Parenting and the Grace of God
Whoever spares the rod hates his son, but he who loves him is diligent to discipline him. (Proverbs 13:24)
Some years ago The Onion, the satirical news site, published an amusing article on parenting. The article was entitled, “Study Finds Every Style of Parenting Produces Disturbed, Miserable Adults.”
A study released by the California Parenting Institute Tuesday shows that every style of parenting inevitably causes children to grow into profoundly unhappy adults.
‘Our research suggests that while overprotective parenting ultimately produces adults unprepared to contend with life's difficulties, highly permissive parenting leads to feelings of bitterness and isolation throughout adulthood,’ […]
‘And, interestingly, we found that anything between those two extremes is equally damaging, always resulting in an adult who suffers from some debilitating combination of unpreparedness and isolation. Despite great variance in parenting styles across populations, the end product is always the same: a profoundly flawed and joyless human being.’
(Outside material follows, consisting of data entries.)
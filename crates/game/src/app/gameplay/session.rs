type SessionResult<T> = Result<T, String>;

/// One save slot's live state: the archive it persists to, the shared
/// texture cache, and the player/time entries held in memory between saves.
#[derive(Debug)]
struct Session {
    paths: AppPaths,
    archive: SaveArchive,
    textures: TextureCache,
    player: PlayerState,
    time: TimeState,
}

impl Session {
    fn slot_archive_path(paths: &AppPaths, slot: u32) -> PathBuf {
        paths.saves_dir.join(format!("slot_{slot}.save"))
    }

    fn open(paths: AppPaths, slot: u32) -> SessionResult<Self> {
        let archive = SaveArchive::new(Self::slot_archive_path(&paths, slot));
        if archive.exists() {
            Self::resume(paths, archive)
        } else {
            Self::new_game(paths, archive)
        }
    }

    /// Seeds a fresh archive: player and time entries plus the farm map
    /// copied from the pristine asset, so later tile patches have a
    /// document to land in.
    fn new_game(paths: AppPaths, archive: SaveArchive) -> SessionResult<Self> {
        let player = PlayerState::new_game();
        let time = TimeState::dawn_of(1);

        let farm_path = paths.maps_dir().join(format!("{}.tmx", AreaId::Farm.key()));
        let farm_document = fs::read_to_string(&farm_path)
            .map_err(|error| format!("read pristine map '{}': {error}", farm_path.display()))?;

        let mut entries: BTreeMap<String, Vec<u8>> = BTreeMap::new();
        entries.insert(
            PLAYER_ENTRY.to_string(),
            serde_json::to_vec_pretty(&player)
                .map_err(|error| format!("encode player entry: {error}"))?,
        );
        entries.insert(
            TIME_ENTRY.to_string(),
            serde_json::to_vec_pretty(&time)
                .map_err(|error| format!("encode time entry: {error}"))?,
        );
        archive
            .write_entries(&entries)
            .map_err(|error| format!("seed save archive: {error}"))?;
        MapPersistence::new(archive.clone(), AreaId::Farm.key())
            .write_document(&farm_document)
            .map_err(|error| format!("seed farm map entry: {error}"))?;

        info!(path = %archive.path().display(), "new_game_started");
        Ok(Self {
            paths,
            archive,
            textures: TextureCache::new(),
            player,
            time,
        })
    }

    fn resume(paths: AppPaths, archive: SaveArchive) -> SessionResult<Self> {
        let player: PlayerState = archive
            .read_json_entry(PLAYER_ENTRY)
            .map_err(|error| format!("read player entry: {error}"))?;
        let time: TimeState = archive
            .read_json_entry(TIME_ENTRY)
            .map_err(|error| format!("read time entry: {error}"))?;
        Self::validate_player(&player)?;
        Self::validate_time(&time)?;

        info!(name = %player.name, day = time.day, "session_resumed");
        Ok(Self {
            paths,
            archive,
            textures: TextureCache::new(),
            player,
            time,
        })
    }

    fn validation_err(path: &str, message: impl Into<String>) -> String {
        format!("validation failed at {path}: {}", message.into())
    }

    fn expected_actual(path: &str, expected: impl Display, actual: impl Display) -> String {
        Self::validation_err(path, format!("expected {expected}, got {actual}"))
    }

    fn validate_player(player: &PlayerState) -> SessionResult<()> {
        if player.name.trim().is_empty() {
            return Err(Self::validation_err("name", "must not be blank"));
        }
        if !player.position.x.is_finite() {
            return Err(Self::expected_actual(
                "position.x",
                "finite number",
                player.position.x,
            ));
        }
        if !player.position.y.is_finite() {
            return Err(Self::expected_actual(
                "position.y",
                "finite number",
                player.position.y,
            ));
        }
        if player.action_bar.is_empty() {
            return Err(Self::validation_err("action_bar", "must not be empty"));
        }
        if player.selected_slot >= player.action_bar.len() {
            return Err(Self::expected_actual(
                "selected_slot",
                format!("index below {}", player.action_bar.len()),
                player.selected_slot,
            ));
        }
        Ok(())
    }

    fn validate_time(time: &TimeState) -> SessionResult<()> {
        if time.day == 0 {
            return Err(Self::validation_err("day", "must start at 1"));
        }
        if time.hour >= 24 {
            return Err(Self::expected_actual("hour", "0..24", time.hour));
        }
        if time.minute >= 60 {
            return Err(Self::expected_actual("minute", "0..60", time.minute));
        }
        Ok(())
    }

    fn player(&self) -> &PlayerState {
        &self.player
    }

    fn player_mut(&mut self) -> &mut PlayerState {
        &mut self.player
    }

    fn time(&self) -> &TimeState {
        &self.time
    }

    fn enter_area(&mut self, area: AreaId) -> SessionResult<AreaScreen> {
        let screen = AreaScreen::enter(
            &self.paths,
            &self.archive,
            &mut self.textures,
            area,
            self.time.day,
        )?;
        self.player.current_map = area.key().to_string();
        info!(
            area = area.key(),
            persistent = area.is_persistent(),
            "area_entered"
        );
        Ok(screen)
    }

    fn use_item(
        &mut self,
        screen: &mut AreaScreen,
        item: ItemKind,
        x: u32,
        y: u32,
    ) -> ItemUseOutcome {
        let outcome = screen.use_item(&item, x, y, self.time.day);
        if let ItemUseOutcome::Harvested { crop } = outcome {
            self.player.inventory.push(ItemKind::Crop(crop));
            info!(crop = ?crop, "crop_harvested");
        }
        outcome
    }

    /// Turns every crop in the inventory into currency at its table value.
    fn sell_crops(&mut self) -> u32 {
        let mut earned = 0;
        self.player.inventory.retain(|item| match item {
            ItemKind::Crop(plant) => {
                earned += growth_for(*plant).crop_value;
                false
            }
            _ => true,
        });
        if earned > 0 {
            self.player.currency = self.player.currency.saturating_add(earned);
            info!(earned, currency = self.player.currency, "crops_sold");
        }
        earned
    }

    fn advance_to_morning(&mut self, screen: &mut AreaScreen) {
        self.time.advance_to_morning();
        let advanced = screen.morning_tick();
        info!(
            day = self.time.day,
            plants_advanced = advanced,
            "morning_tick"
        );
    }

    /// Map entries are patched as edits happen; this writes the player and
    /// time entries, which only change in memory.
    fn save_session(&self) -> SessionResult<()> {
        self.archive
            .write_json_entry(PLAYER_ENTRY, &self.player)
            .map_err(|error| format!("write player entry: {error}"))?;
        self.archive
            .write_json_entry(TIME_ENTRY, &self.time)
            .map_err(|error| format!("write time entry: {error}"))?;
        Ok(())
    }
}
The study did find, however, that adults often achieve temporary happiness when they have children of their own to perpetuate the cycle of human misery. (The Onion)
The article exposes a common anxiety for many modern parents: we are obsessed with techniques, of finding the right parenting style, the method that won’t screw up our kids. How can I find the right balance between discipline and love?
Now it’s certainly true that some technique, some parenting know-how, is useful. As our Proverb notes, discipline for children is essential, whether it is corporal (spanking) or verbal. From the moment they realize that they can walk or talk, most kids test the limits of acceptable behavior. And so parents must have guidelines for daily family life.
As I’ve raised my own children, though, I found that rather than trying to discover the perfect technique, to “balance” love and discipline as if they are competing with each other, it is better to increase both. If kids are acting out, they need more love and more discipline, more compassion and firm boundaries. In other words, it’s less about the perfect cocktail of parenting maneuvers and more about communicating that you are for your child. This is the way to help kids feel deeply secure that they are loved and that their parents believe in their potential for personal growth.
It is this deeper concern – not just the right techniques, but the right goals – that Scripture pushes us to consider. Throughout Proverbs we have seen that God is concerned with wise living not just for earthly success, but for the deeper character formation that it brings. Christian parenting is the call to nurture a young life to reflect God’s own beauty as fully as possible.
So today if you’re a parent – whether biological or spiritual – remember to show both love and discipline, for they work best together. And as you do, work toward God’s highest goal for families, that we would help each other to look like Him.
Father, thank you for the gift of family, in both physical and spiritual senses. By your Spirit, fill me with your love and responsibility today, to love those around me well I can. In Christ’s Name, Amen.